* **YOUR GOAL**
Please set the lines down again exactly, from the top of the entries through the line that contains "use crate::session::credentials::Credentials;".

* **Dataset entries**
------------------------------------------------

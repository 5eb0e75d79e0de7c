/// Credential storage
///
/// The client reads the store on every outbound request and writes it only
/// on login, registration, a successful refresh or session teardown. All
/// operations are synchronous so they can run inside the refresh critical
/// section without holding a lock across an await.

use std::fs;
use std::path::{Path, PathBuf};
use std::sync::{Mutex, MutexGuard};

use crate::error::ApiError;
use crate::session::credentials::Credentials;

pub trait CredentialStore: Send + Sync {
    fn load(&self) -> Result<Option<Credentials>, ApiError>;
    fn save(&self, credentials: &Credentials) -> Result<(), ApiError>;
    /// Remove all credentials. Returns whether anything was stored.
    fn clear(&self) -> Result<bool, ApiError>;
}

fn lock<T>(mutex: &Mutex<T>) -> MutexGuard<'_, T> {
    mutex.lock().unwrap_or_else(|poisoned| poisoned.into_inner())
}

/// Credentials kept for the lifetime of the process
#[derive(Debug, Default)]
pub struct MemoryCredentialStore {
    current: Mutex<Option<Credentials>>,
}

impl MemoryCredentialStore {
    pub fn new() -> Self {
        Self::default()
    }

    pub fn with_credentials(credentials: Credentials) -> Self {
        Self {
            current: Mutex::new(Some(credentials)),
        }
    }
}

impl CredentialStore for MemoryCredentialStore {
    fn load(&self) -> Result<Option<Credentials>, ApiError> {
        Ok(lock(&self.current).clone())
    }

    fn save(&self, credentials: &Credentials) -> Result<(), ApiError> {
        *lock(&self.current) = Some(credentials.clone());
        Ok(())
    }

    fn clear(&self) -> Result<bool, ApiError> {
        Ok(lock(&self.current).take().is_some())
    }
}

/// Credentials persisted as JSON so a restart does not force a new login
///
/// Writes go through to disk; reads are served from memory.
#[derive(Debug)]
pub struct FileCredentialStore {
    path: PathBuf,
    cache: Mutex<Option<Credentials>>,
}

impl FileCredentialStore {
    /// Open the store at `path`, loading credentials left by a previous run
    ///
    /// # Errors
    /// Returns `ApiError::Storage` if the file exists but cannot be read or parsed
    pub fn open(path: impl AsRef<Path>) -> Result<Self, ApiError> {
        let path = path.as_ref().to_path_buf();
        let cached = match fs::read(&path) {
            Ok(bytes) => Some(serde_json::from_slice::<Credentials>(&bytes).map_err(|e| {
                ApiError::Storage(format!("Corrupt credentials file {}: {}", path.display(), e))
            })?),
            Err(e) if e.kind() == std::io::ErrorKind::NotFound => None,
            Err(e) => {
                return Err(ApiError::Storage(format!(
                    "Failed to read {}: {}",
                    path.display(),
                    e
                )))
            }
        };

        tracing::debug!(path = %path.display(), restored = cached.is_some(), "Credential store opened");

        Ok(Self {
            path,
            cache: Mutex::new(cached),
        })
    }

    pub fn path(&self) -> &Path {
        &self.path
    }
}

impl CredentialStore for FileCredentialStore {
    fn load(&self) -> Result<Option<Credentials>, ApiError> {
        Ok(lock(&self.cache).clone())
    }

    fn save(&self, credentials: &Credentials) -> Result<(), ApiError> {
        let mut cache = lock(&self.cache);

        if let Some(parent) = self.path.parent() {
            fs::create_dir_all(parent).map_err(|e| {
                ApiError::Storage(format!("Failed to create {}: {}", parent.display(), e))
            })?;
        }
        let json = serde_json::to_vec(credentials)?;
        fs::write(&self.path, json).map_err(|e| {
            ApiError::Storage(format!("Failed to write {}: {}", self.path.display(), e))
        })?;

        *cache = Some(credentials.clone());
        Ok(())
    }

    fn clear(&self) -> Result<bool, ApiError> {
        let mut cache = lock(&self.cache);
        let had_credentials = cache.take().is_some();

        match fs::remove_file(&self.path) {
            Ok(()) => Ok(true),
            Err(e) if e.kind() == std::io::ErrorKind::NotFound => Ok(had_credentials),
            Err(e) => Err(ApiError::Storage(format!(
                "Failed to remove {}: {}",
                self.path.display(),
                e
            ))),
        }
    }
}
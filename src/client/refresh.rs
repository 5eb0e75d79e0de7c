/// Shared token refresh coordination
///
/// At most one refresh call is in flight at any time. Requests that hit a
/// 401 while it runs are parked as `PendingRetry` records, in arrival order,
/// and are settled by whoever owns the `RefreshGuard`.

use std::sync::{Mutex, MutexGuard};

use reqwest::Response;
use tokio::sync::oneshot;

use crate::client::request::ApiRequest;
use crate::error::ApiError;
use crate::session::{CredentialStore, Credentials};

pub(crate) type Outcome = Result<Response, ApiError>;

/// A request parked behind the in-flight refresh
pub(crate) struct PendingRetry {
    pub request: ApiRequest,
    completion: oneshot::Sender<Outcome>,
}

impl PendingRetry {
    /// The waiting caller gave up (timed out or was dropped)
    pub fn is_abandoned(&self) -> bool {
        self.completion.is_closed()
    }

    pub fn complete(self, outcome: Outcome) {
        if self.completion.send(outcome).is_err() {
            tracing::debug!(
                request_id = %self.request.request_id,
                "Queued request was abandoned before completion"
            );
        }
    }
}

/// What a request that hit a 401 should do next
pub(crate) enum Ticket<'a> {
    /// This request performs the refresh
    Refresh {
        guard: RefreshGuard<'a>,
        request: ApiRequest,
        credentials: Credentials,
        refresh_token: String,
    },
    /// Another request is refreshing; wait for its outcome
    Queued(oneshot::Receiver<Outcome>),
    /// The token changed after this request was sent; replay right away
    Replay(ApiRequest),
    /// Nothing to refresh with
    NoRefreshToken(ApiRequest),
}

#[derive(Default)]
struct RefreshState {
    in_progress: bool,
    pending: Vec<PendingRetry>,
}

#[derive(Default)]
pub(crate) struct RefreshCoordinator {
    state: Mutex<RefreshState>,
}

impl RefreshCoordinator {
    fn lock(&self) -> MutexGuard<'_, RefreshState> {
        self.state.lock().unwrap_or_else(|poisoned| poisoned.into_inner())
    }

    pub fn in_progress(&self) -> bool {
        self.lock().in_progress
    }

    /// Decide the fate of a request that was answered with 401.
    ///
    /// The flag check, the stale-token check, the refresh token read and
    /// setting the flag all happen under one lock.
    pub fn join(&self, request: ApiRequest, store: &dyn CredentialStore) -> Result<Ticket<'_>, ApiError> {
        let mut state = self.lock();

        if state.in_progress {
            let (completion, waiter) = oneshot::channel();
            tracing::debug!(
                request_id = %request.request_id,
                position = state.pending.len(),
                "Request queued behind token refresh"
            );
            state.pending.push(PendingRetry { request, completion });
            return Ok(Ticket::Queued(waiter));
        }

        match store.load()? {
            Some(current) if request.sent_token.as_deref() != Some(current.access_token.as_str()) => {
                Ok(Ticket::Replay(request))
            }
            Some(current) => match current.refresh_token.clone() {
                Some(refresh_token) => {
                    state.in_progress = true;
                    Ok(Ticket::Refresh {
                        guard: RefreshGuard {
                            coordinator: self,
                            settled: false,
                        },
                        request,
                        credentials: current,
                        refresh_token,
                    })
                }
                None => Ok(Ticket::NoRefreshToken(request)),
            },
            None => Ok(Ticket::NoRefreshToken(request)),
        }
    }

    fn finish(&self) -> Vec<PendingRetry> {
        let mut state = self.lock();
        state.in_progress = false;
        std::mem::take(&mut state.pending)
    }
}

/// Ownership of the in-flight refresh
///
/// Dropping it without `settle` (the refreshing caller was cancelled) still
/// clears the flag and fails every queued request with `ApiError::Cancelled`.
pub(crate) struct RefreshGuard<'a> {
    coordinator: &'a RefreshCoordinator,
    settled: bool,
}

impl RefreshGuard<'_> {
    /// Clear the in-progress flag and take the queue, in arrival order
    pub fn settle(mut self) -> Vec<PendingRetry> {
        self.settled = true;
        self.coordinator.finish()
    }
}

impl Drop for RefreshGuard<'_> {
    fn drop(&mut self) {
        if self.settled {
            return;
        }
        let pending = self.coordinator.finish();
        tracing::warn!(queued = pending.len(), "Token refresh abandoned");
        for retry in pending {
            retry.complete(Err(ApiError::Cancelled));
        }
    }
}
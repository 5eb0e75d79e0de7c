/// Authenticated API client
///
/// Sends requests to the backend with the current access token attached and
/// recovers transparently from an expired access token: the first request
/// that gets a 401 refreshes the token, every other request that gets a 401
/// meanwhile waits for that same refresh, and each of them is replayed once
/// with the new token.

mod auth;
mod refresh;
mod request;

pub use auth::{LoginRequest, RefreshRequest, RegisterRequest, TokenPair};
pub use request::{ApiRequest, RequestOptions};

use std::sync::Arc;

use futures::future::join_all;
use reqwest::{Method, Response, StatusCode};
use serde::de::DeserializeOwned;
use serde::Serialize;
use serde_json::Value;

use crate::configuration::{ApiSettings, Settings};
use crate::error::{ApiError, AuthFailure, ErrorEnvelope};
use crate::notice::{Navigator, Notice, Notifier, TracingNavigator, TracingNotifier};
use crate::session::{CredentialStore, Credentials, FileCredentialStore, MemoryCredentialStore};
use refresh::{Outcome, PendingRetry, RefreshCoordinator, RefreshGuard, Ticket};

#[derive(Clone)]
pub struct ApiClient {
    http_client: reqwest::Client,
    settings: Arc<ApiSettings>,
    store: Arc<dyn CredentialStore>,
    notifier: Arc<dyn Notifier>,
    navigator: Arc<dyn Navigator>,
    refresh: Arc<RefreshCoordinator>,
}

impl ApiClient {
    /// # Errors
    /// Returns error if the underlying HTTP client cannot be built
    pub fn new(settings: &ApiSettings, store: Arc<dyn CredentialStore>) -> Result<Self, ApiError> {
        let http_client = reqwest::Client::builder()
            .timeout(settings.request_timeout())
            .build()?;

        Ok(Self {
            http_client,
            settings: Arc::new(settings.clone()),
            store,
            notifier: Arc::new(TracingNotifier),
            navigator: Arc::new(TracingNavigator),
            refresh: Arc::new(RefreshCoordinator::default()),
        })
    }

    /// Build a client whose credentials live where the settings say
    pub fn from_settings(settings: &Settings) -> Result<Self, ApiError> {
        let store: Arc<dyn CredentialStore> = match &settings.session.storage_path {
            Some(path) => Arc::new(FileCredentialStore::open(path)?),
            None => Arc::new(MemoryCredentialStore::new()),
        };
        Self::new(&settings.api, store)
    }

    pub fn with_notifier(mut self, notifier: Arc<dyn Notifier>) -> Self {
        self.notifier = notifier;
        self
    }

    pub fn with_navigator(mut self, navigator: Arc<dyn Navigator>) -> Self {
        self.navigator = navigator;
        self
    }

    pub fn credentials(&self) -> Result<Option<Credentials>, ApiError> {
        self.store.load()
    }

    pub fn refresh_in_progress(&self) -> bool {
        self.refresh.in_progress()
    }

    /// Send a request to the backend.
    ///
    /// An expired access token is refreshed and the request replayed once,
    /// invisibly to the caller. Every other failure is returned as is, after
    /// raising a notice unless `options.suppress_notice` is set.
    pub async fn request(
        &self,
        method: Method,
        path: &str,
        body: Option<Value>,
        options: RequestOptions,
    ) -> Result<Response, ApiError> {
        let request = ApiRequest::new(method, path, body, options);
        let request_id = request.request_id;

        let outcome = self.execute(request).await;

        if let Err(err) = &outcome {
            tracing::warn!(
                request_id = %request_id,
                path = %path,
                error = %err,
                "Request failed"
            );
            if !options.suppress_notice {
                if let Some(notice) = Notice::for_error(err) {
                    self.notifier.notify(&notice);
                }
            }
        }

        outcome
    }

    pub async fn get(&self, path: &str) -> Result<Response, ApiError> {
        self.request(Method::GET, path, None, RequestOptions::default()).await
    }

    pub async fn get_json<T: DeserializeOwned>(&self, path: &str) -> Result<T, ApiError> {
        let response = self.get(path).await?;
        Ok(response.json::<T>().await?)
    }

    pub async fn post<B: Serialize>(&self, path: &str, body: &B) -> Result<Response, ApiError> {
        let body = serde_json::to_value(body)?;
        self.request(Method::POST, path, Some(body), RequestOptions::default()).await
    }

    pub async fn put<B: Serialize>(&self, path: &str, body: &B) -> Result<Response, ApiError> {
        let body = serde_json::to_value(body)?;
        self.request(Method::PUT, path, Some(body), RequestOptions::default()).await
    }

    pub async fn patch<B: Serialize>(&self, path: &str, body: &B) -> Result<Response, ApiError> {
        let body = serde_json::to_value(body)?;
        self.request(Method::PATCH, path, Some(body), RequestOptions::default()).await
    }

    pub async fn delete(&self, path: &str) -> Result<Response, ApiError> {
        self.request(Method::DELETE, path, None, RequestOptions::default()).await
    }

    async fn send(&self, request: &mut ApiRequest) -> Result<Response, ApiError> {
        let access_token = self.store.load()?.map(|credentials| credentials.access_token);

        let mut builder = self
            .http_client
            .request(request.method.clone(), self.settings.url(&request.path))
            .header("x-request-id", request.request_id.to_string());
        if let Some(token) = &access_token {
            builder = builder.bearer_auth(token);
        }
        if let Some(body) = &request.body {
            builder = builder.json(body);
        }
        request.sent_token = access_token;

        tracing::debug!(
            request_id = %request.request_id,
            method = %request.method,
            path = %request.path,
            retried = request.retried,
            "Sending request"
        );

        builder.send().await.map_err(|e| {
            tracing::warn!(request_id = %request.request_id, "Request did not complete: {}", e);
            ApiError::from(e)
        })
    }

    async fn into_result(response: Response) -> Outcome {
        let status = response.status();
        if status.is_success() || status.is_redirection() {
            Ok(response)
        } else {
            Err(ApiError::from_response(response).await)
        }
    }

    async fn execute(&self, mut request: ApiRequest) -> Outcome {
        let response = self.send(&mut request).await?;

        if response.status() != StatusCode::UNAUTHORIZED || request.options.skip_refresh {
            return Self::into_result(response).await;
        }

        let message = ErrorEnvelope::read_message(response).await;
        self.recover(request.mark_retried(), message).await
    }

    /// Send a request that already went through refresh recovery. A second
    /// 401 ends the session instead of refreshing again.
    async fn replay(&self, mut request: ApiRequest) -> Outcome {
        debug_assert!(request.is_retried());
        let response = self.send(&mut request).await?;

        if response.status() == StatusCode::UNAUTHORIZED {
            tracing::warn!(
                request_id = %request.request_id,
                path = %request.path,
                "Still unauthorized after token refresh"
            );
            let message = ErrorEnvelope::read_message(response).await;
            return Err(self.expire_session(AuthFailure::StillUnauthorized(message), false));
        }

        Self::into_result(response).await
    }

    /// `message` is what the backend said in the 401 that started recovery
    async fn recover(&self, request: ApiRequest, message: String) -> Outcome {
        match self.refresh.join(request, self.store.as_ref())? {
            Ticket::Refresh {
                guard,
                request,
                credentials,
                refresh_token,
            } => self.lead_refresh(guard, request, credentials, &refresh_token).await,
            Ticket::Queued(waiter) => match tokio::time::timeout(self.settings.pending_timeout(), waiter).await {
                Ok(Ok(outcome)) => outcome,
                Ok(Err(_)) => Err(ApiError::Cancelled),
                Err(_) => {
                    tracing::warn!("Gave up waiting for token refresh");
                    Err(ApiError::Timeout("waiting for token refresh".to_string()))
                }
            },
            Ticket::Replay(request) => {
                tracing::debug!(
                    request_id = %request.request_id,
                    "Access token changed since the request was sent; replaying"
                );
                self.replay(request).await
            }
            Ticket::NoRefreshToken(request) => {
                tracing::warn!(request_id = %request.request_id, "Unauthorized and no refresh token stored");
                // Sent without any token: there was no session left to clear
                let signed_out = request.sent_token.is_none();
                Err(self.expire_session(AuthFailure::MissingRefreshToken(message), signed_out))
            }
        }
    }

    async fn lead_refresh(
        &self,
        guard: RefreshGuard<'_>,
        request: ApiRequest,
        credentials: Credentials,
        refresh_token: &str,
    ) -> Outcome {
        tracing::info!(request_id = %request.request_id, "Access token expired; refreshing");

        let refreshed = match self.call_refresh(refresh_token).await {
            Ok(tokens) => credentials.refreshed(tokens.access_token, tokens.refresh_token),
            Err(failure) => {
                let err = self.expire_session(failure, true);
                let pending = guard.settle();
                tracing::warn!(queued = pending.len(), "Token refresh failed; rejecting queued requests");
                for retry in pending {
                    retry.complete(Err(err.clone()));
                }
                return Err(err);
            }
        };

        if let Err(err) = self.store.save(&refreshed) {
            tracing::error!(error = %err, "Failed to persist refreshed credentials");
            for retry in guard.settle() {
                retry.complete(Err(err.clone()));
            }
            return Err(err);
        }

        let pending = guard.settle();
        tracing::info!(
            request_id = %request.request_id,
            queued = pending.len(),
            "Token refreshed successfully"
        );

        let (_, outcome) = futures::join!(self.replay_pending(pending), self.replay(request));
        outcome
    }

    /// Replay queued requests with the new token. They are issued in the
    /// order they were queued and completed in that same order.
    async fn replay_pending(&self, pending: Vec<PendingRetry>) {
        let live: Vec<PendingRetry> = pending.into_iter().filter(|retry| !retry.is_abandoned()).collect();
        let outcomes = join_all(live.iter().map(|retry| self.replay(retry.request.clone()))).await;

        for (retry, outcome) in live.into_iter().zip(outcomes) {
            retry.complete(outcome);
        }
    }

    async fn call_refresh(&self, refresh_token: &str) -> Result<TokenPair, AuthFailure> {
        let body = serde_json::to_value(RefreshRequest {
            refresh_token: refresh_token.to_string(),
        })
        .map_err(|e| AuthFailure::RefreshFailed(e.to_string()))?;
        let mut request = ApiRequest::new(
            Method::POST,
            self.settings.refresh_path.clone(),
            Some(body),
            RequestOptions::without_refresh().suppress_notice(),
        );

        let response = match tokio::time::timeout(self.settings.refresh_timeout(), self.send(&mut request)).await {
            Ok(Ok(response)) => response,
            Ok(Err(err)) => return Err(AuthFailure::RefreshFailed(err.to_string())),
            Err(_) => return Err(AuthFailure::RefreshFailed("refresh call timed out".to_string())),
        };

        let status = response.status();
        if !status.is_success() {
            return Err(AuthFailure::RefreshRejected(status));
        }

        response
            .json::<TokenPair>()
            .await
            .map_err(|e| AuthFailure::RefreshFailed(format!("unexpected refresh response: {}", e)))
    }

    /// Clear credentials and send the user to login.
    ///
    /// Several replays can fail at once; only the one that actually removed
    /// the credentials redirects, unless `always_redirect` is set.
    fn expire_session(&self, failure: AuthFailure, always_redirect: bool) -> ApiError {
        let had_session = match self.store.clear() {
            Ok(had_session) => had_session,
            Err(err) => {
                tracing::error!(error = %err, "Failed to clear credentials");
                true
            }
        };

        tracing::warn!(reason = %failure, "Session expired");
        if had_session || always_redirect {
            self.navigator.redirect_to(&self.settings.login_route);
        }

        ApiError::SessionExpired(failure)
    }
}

------------------------------------------------

* **TASK RESPONSE**
repository 5eb0e75d79e0de7c
/// Credential storage
///
/// The client reads the store on every outbound request and writes it only
/// on login, registration, a successful refresh or session teardown. All
/// operations are synchronous so they can run inside the refresh critical
/// section without holding a lock across an await.

use std::fs;
use std::path::{Path, PathBuf};
use std::sync::{Mutex, MutexGuard};

use crate::error::ApiError;
use crate::session::credentials::Credentials;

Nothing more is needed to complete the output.